The officials toured not only the present space for life science tenants, but also the eventual area that will be modeled.
“The BAT is a crown jewel in the city’s assets, and it’s really about providing affordable manufacturing space in the city for growing companies,” said NYCEDC President and CEO Rachel Loeb during the tour at the space that will eventually be home to several companies. “We see science as part of the future in the economy.
The investment made at BioBat through EDC’s partnership with SUNY Downstate has been made to create affordable manufacturing spaces, life science and “wet lab spaces” for growing companies that can stay in New York City and grow and expand in Brooklyn. Wet lab spaces are places where chemicals, drugs and other biological material are tested in areas needing water, direct ventilation and specialized piped utilities.

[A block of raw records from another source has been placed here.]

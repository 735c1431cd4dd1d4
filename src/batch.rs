//! Batch processing: apply one pipeline to many images, isolating failures.
//!
//! Every tool funnels through [`process_batch`]. It walks the input paths in
//! order, derives each output path with an [`OutputPolicy`], asks the backend
//! to open, transform and write, and records one [`ProcessingOutcome`] per
//! input. A failing item never aborts the batch: partial failure is an
//! ordinary result.
//!
//! ## Output naming
//!
//! ```text
//! Suffix("resized")      /photos/dawn.jpg  →  /photos/dawn_resized.jpg
//! Convert("converted",   /photos/dawn.jpg  →  /photos/dawn_converted.webp
//!         Webp)
//! Suffix("resized")      /photos/README    →  /photos/README_resized
//! ```

use crate::imaging::{BackendError, ImageBackend, OutputFormat, Pipeline};
use std::ffi::OsString;
use std::path::{Path, PathBuf};
use tracing::{debug, warn};

/// How a tool names its output files.
#[derive(Debug, Clone, Copy, PartialEq, Eq)]
pub enum OutputPolicy {
    /// Insert `_<suffix>` before the extension.
    Suffix(&'static str),
    /// Insert `_<suffix>` and replace the extension with the format's.
    Convert(&'static str, OutputFormat),
}

/// Derive the output path for `source` under `policy`.
pub fn output_path(source: &Path, policy: OutputPolicy) -> PathBuf {
    let (suffix, new_ext) = match policy {
        OutputPolicy::Suffix(suffix) => (suffix, None),
        OutputPolicy::Convert(suffix, format) => (suffix, Some(format.extension())),
    };

    let stem = source.file_stem().unwrap_or_default();
    let mut name = OsString::from(stem);
    name.push("_");
    name.push(suffix);

    match (new_ext, source.extension()) {
        (Some(ext), _) => {
            name.push(".");
            name.push(ext);
        }
        (None, Some(ext)) => {
            name.push(".");
            name.push(ext);
        }
        (None, None) => {}
    }

    source.with_file_name(name)
}

/// Outcome of processing a single input.
#[derive(Debug, Clone, PartialEq)]
pub struct ProcessingOutcome {
    pub source: PathBuf,
    /// Written output path, or the error message for this item.
    pub result: Result<PathBuf, String>,
}

impl ProcessingOutcome {
    pub fn success(&self) -> bool {
        self.result.is_ok()
    }

    pub fn output_path(&self) -> Option<&Path> {
        self.result.as_ref().ok().map(PathBuf::as_path)
    }

    pub fn error(&self) -> Option<&str> {
        self.result.as_ref().err().map(String::as_str)
    }
}

/// Outcomes in input order, one per input path.
pub type BatchResult = Vec<ProcessingOutcome>;

/// Process a single input: derive its output path and run the pipeline.
fn process_one(
    backend: &dyn ImageBackend,
    source: &Path,
    pipeline: &Pipeline,
    policy: OutputPolicy,
) -> Result<PathBuf, BackendError> {
    if source.file_name().is_none() {
        return Err(BackendError::Open(format!(
            "Input path has no file name: {}",
            source.display()
        )));
    }
    let output = output_path(source, policy);
    if output == source {
        return Err(BackendError::Write(format!(
            "Refusing to overwrite input {}",
            source.display()
        )));
    }
    backend.process(source, pipeline, &output)?;
    Ok(output)
}

/// Apply `pipeline` to every path in order, collecting one outcome per path.
pub fn process_batch(
    backend: &dyn ImageBackend,
    paths: &[PathBuf],
    pipeline: &Pipeline,
    policy: OutputPolicy,
) -> BatchResult {
    paths
        .iter()
        .map(|source| {
            let result = process_one(backend, source, pipeline, policy).map_err(|e| e.to_string());
            match &result {
                Ok(output) => debug!(
                    source = %source.display(),
                    output = %output.display(),
                    "processed"
                ),
                Err(error) => warn!(source = %source.display(), %error, "failed"),
            }
            ProcessingOutcome {
                source: source.clone(),
                result,
            }
        })
        .collect()
}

BioBAT President Doctor Eva Cramer wants the companies in the space as quickly as possible and hopes that it can finish within two years.
“It’s been wonderful,” she said of the investment. “The fact the city is going to help us with funds makes it all possible. The companies are doing terrific. Many of them are working on COVID-related activities. Two of those COVID companies want to be here and take the (new) space.”

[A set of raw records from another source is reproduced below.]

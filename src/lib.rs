//! # Image Tools
//!
//! Image conversion, resizing, compression, rotation and tone adjustment,
//! exposed as named tools over a line-delimited JSON-RPC stdio server.
//!
//! Every tool follows the same contract: take a list of image paths, apply
//! one operation pipeline to each image independently, write each result next
//! to its input under a derived name, and report one line per input.
//!
//! ```text
//! tools/call  →  validate  →  Pipeline  →  process_batch  →  one line per input
//!                   │                          │
//!                   └─ reject before any I/O   └─ a failing item never stops the batch
//! ```
//!
//! # Module Map
//!
//! | Module | Role |
//! |--------|------|
//! | [`tools`] | The six tools: parameters, validation, pipeline building, registry |
//! | [`batch`] | Output naming and the per-item batch driver |
//! | [`imaging`] | Pipeline types, dimension math, pixel adjustments, the `image`-crate backend |
//! | [`output`] | Formatting of batch outcomes into response lines |
//! | [`server`] | JSON-RPC 2.0 stdio transport: initialize, tools/list, tools/call, ping |
//! | [`config`] | `config.toml` loading, merging over stock defaults, validation |
//!
//! # Design Decisions
//!
//! ## Pipelines as Data
//!
//! Tools never touch pixels. Each one turns its arguments into a
//! [`imaging::Pipeline`], an ordered list of operations plus per-format
//! encoder settings, and hands it to an [`imaging::ImageBackend`]. Unit tests
//! swap in a mock backend and assert on the recorded pipeline, so tool logic
//! is tested without encoding a single image.
//!
//! ## Two Error Tiers
//!
//! Request-level problems (bad arguments, unknown tool, an aspect-ratio
//! mismatch in resize) reject the whole call before any file is written.
//! Per-image problems (missing file, undecodable data, an encoder that cannot
//! handle the target) are recorded for that image only and reported inline.
//!
//! ## Pure-Rust Imaging
//!
//! Decoding and encoding use the `image` crate, `jpeg-encoder` for JPEG
//! output, `webp` (bundled libwebp) for lossy WebP and `imageproc` for
//! arbitrary-angle rotation. Nothing is linked from the system.

pub mod batch;
pub mod config;
pub mod imaging;
pub mod output;
pub mod server;
pub mod tools;

#[cfg(test)]
pub(crate) mod test_helpers;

BioBat has been a part of the terminal since 2009. The $50 million investment will help convert a massive space for the second half of the area ready to take in new tenants.
Throughout the pandemic, BioBAT had companies working on everything from vaccines to diagnostics and therapeutics to clinical studies.
“That’s one of the reasons the city was able to respond the way they did,” said Susan Rosenthal, senior vice president for Life Sciences and Healthcare Initiatives for EDC. “We just want to make sure that as that science is developing, in genetics or diagnostics we want to make sure that’s happening across the city and Brooklyn is one of the clusters we’ve identified.”
At the current facilities, Mark Feinberg, president and CEO of IAVI, explained that his organization, originally formed to develop an HIV vaccine, focuses on a number of infectious diseases. Its scope expanded to focus on diseases of epidemic and pandemic potential
“Things have changed a lot over that time, but a lot of discoveries have emerged from that time as well and a lot of interesting work taking place here,” he said. “It’s connecting Brooklyn to the world and providing meaningful and good jobs for a lot of people that want to make the world a better place.”
Julie Stein, senior vice president of EDC, said although BAT focuses on traditional and advanced manufacturing, it also has a large science presence.
“BAT is the premiere hub for portal manufacturing in New York City and presents unique opportunities for life sciences,” she said.
Back in June, Mayor Bill de Blasio announced a plan to double the city’s $500 million investment in life sciences to $1 billion as part of LifeSci NYC, a commitment launched in the Mayor’s State of the City address to create jobs and establish New York City as the global leader in life sciences.